# Proving a non-stopping time

Let me begin by first confirming that this is indeed the correct place to post this (other ideas I had were math.SE). That said,

Let $X_n$ be a Markov chain on the state space $\mathcal S$ and for $y \in \mathcal S$ let $T_y = \min\{ n \ge 1 : X_n =y\}$ be the first return time to $y$. Let $W_y = T_y - 1$ be the time just before the first return to $y$

• Explain why $W_y$ is not a stopping time

• Show that the Strong Markov Property does not apply to $X_n$ at random time $W_y$.

My Work

When showing that $W_y$ is not a stopping time, is it sufficient to write $$W_y = \bigcap_{i = 1}^{n-1} \{X_i \ne y\} \cap X_n = y$$ and claim that since $X_n$ does not belong to the set $\{X_0, X_1, \dots, X_{n-1}\}$, we have that $W_y$ is not a stopping time?

Then, for showing that the Strong Markov Property does not apply, can I write $$\mathbf{P}(X_n = y \mid W_y = n-1, X_{n-1} = i, X_{n-2} = x_{n-2}, \dots, X_0 = y) = 1 \ne p(i, y)$$ where $p(i,y)$ is the one step transition probability from $i$ to $y$?

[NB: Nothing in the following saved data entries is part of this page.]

//! File System and IPC module

pub mod pipe;

use alloc::boxed::Box;
use alloc::collections::BTreeMap;
use alloc::sync::Arc;

use spin::Mutex;

use crate::kernel::mm::collaborators::OpenFile;

/// The reserved stdin descriptor. Never appears in a [`FileDescriptorTable`].
pub const STDIN_FD: i32 = 0;
/// The reserved stdout descriptor. Never appears in a [`FileDescriptorTable`].
pub const STDOUT_FD: i32 = 1;
/// The first fd a process's own `open` calls may allocate.
pub const FIRST_USER_FD: i32 = 3;

/// Per-process table of open files, keyed by fd.
///
/// fd 0 and 1 are reserved for the console and never stored here; `open`
/// allocates fds starting at 3, monotonically increasing for the lifetime
/// of the process (a closed fd is never reused).
#[derive(Default)]
pub struct FileDescriptorTable {
    next_fd: i32,
    files: BTreeMap<i32, Arc<Mutex<Box<dyn OpenFile>>>>,
}

impl FileDescriptorTable {
    #[must_use]
    pub fn new() -> Self {
        Self {
            next_fd: FIRST_USER_FD,
            files: BTreeMap::new(),
        }
    }

    /// Record `file` under a freshly allocated fd and return it.
    pub fn insert(&mut self, file: Arc<Mutex<Box<dyn OpenFile>>>) -> i32 {
        let fd = self.next_fd;
        self.next_fd += 1;
        self.files.insert(fd, file);
        fd
    }

    pub fn get(&self, fd: i32) -> Option<Arc<Mutex<Box<dyn OpenFile>>>> {
        self.files.get(&fd).cloned()
    }

    /// Remove and close `fd`'s handle. No-op if `fd` is not open.
    pub fn close(&mut self, fd: i32) {
        if let Some(file) = self.files.remove(&fd) {
            file.lock().close();
        }
    }

    /// Close every remaining fd, e.g. on process exit.
    pub fn close_all(&mut self) {
        for (_, file) in core::mem::take(&mut self.files) {
            file.lock().close();
        }
    }
}

/// Result type for file operations
pub type FileResult<T> = Result<T, FileError>;

/// File operation errors
#[derive(Debug, Clone, Copy, PartialEq, Eq)]
pub enum FileError {
    NotImplemented,
    BrokenPipe,
    WouldBlock,
    InvalidInput,
    Other,
}

/// File Descriptor Trait
/// 
/// Represents an open file, pipe, or other resource that can be read/written.
pub trait FileDescriptor: Send + Sync {
    /// Read bytes from the file into the buffer
    /// Returns the number of bytes read
    fn read(&mut self, buf: &mut [u8]) -> FileResult<usize>;
    
    /// Write bytes to the file from the buffer
    /// Returns the number of bytes written
    fn write(&mut self, buf: &[u8]) -> FileResult<usize>;
    
    /// Close the file descriptor
    fn close(&mut self) -> FileResult<()>;
    
    /// Poll for readiness (optional, for non-blocking I/O)
    fn poll(&self) -> bool {
        true
    }
}
// src/sync/lock_manager.rs

//! Lock management and deadlock prevention
//!
//! This module provides centralized lock management with:
//! - Lock ordering enforcement
//! - Deadlock detection
//! - Lock timeout handling
//! - Diagnostic information collection

use core::sync::atomic::{AtomicU64, AtomicU8, Ordering};

/// Lock identifiers with defined ordering
#[derive(Debug, Clone, Copy, PartialEq, Eq, PartialOrd, Ord)]
#[repr(u8)]
pub enum LockId {
    /// `VmSystem`'s filesystem lock; must be acquired before any other VM lock
    FileSystem = 0,
    /// `VmSystem`'s eviction lock, held for an entire select-and-evict pass
    Eviction = 1,
    /// `VmSystem`'s frame table lock
    FrameTable = 2,
    /// `VmSystem`'s swap area lock (must be acquired last)
    Swap = 3,
}

/// Lock acquisition guard that enforces proper release
pub struct LockGuard {
    id: LockId,
    acquired_at: u64,
}

impl LockGuard {
    /// Create a new lock guard
    fn new(id: LockId) -> Self {
        Self {
            id,
            acquired_at: Self::read_timestamp(),
        }
    }

    /// Get the lock ID
    pub fn id(&self) -> LockId {
        self.id
    }

    /// Get how long this lock has been held (in arbitrary units)
    pub fn hold_duration(&self) -> u64 {
        Self::read_timestamp().saturating_sub(self.acquired_at)
    }

    #[cfg(target_arch = "x86_64")]
    fn read_timestamp() -> u64 {
        #[cfg(debug_assertions)]
        // SAFETY: RDTSC is a non-privileged read-only instruction.
        // Safe to use for lock timing measurements.
        unsafe {
            core::arch::x86_64::_rdtsc()
        }
        #[cfg(not(debug_assertions))]
        0
    }

    #[cfg(not(target_arch = "x86_64"))]
    fn read_timestamp() -> u64 {
        0
    }
}

impl Drop for LockGuard {
    fn drop(&mut self) {
        LOCK_MANAGER.release(self.id);
    }
}

/// Global lock manager for tracking and enforcement
struct LockManager {
    /// Currently held locks (bitmask)
    held_locks: AtomicU8,
    /// Lock acquisition attempts
    acquisition_count: AtomicU64,
    /// Lock contentions detected
    contention_count: AtomicU64,
    /// Deadlock attempts detected
    deadlock_attempts: AtomicU64,
}

impl LockManager {
    const fn new() -> Self {
        Self {
            held_locks: AtomicU8::new(0),
            acquisition_count: AtomicU64::new(0),
            contention_count: AtomicU64::new(0),
            deadlock_attempts: AtomicU64::new(0),
        }
    }

    /// Attempt to acquire a lock with ordering validation
    ///
    /// Returns Ok(LockGuard) if successful, Err if would violate lock ordering
    pub fn try_acquire(&self, id: LockId) -> Result<LockGuard, LockOrderViolation> {
        let current_locks = self.held_locks.load(Ordering::Acquire);
        let lock_bit = 1u8 << (id as u8);

        // Check if already held
        if (current_locks & lock_bit) != 0 {
            return Err(LockOrderViolation::AlreadyHeld(id));
        }

        // Check lock ordering: can't acquire a lower-priority lock
        // while holding a higher-priority one
        let higher_priority_mask = (1u8 << (id as u8)) - 1;
        if (current_locks & higher_priority_mask) != 0 {
            self.deadlock_attempts.fetch_add(1, Ordering::Relaxed);
            return Err(LockOrderViolation::OrderingViolation {
                requested: id,
                held_mask: current_locks,
            });
        }

        // Mark as acquired
        self.held_locks.fetch_or(lock_bit, Ordering::Release);
        self.acquisition_count.fetch_add(1, Ordering::Relaxed);

        Ok(LockGuard::new(id))
    }

    /// Record lock contention
    pub fn record_contention(&self) {
        self.contention_count.fetch_add(1, Ordering::Relaxed);
    }

    /// Release a lock
    fn release(&self, id: LockId) {
        let lock_bit = 1u8 << (id as u8);
        self.held_locks.fetch_and(!lock_bit, Ordering::Release);
    }

    /// Get diagnostic statistics
    pub fn stats(&self) -> LockStats {
        LockStats {
            acquisitions: self.acquisition_count.load(Ordering::Relaxed),
            contentions: self.contention_count.load(Ordering::Relaxed),
            deadlock_attempts: self.deadlock_attempts.load(Ordering::Relaxed),
            currently_held: self.held_locks.load(Ordering::Relaxed),
        }
    }
}

/// Global lock manager instance
static LOCK_MANAGER: LockManager = LockManager::new();

/// Lock ordering violation
#[derive(Debug, Clone, Copy, PartialEq, Eq)]
pub enum LockOrderViolation {
    /// Lock already held by current context
    AlreadyHeld(LockId),
    /// Attempting to acquire in wrong order
    OrderingViolation { requested: LockId, held_mask: u8 },
}

/// Lock statistics for diagnostics
#[derive(Debug, Clone, Copy)]
pub struct LockStats {
    pub acquisitions: u64,
    pub contentions: u64,
    pub deadlock_attempts: u64,
    pub currently_held: u8,
}

/// Public API for lock acquisition
pub fn acquire_lock(id: LockId) -> Result<LockGuard, LockOrderViolation> {
    LOCK_MANAGER.try_acquire(id)
}

/// Record lock contention
pub fn record_contention() {
    LOCK_MANAGER.record_contention();
}

/// Get lock statistics
pub fn lock_stats() -> LockStats {
    LOCK_MANAGER.stats()
}

#[cfg(test)]
mod tests {
    use super::*;

    #[test]
    fn test_lock_ordering() {
        // Should be able to acquire FileSystem first
        let _fs = acquire_lock(LockId::FileSystem).expect("should acquire filesystem");

        // Should be able to acquire Eviction after FileSystem
        let _evict = acquire_lock(LockId::Eviction).expect("should acquire eviction");
    }

    #[test]
    fn test_reverse_order_violation() {
        // Acquire Eviction first
        let _evict = acquire_lock(LockId::Eviction).expect("should acquire eviction");

        // Should fail to acquire FileSystem (higher priority)
        let result = acquire_lock(LockId::FileSystem);
        assert!(result.is_err());

        if let Err(LockOrderViolation::OrderingViolation { requested, .. }) = result {
            assert_eq!(requested, LockId::FileSystem);
        } else {
            panic!("expected ordering violation");
        }
    }
}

• This question is on-topic both here and math.SE. It may receive slightly more attention on the math site. Is $\mathcal S$ countable? That seems to be an implicit assumption here. Sep 9 '12 at 13:49
• @cardinal Yes, this is my first Applied Stochastic Processes class so any assumptions I'm not being explicit stem from my inexperience with this subject. W/r/t your specific question, $|\mathcal{S}| = |\Bbb N|$ so $\mathcal{S}$ is indeed countable. Sep 9 '12 at 16:17

First question. Denoting by $({\cal F}_n)$ the filtration generated by the process $(X_n)$ we will prove that the event $A:=\{W_y= 1\}$ does not belong to the $\sigma$-field ${\cal F}_1$. This implies that $W_y$ is not a stopping time. One has $A=\{X_1 \neq y\} \cap \{X_2=y\}$. If $A$ did belong to ${\cal F}_1$ then one would have $\Pr(A \mid {\cal F}_1)={\boldsymbol 1}_A$. But one has $\Pr(A \mid {\cal F}_1) = p(X_1,y){\boldsymbol 1}_{X_1 \neq y}$.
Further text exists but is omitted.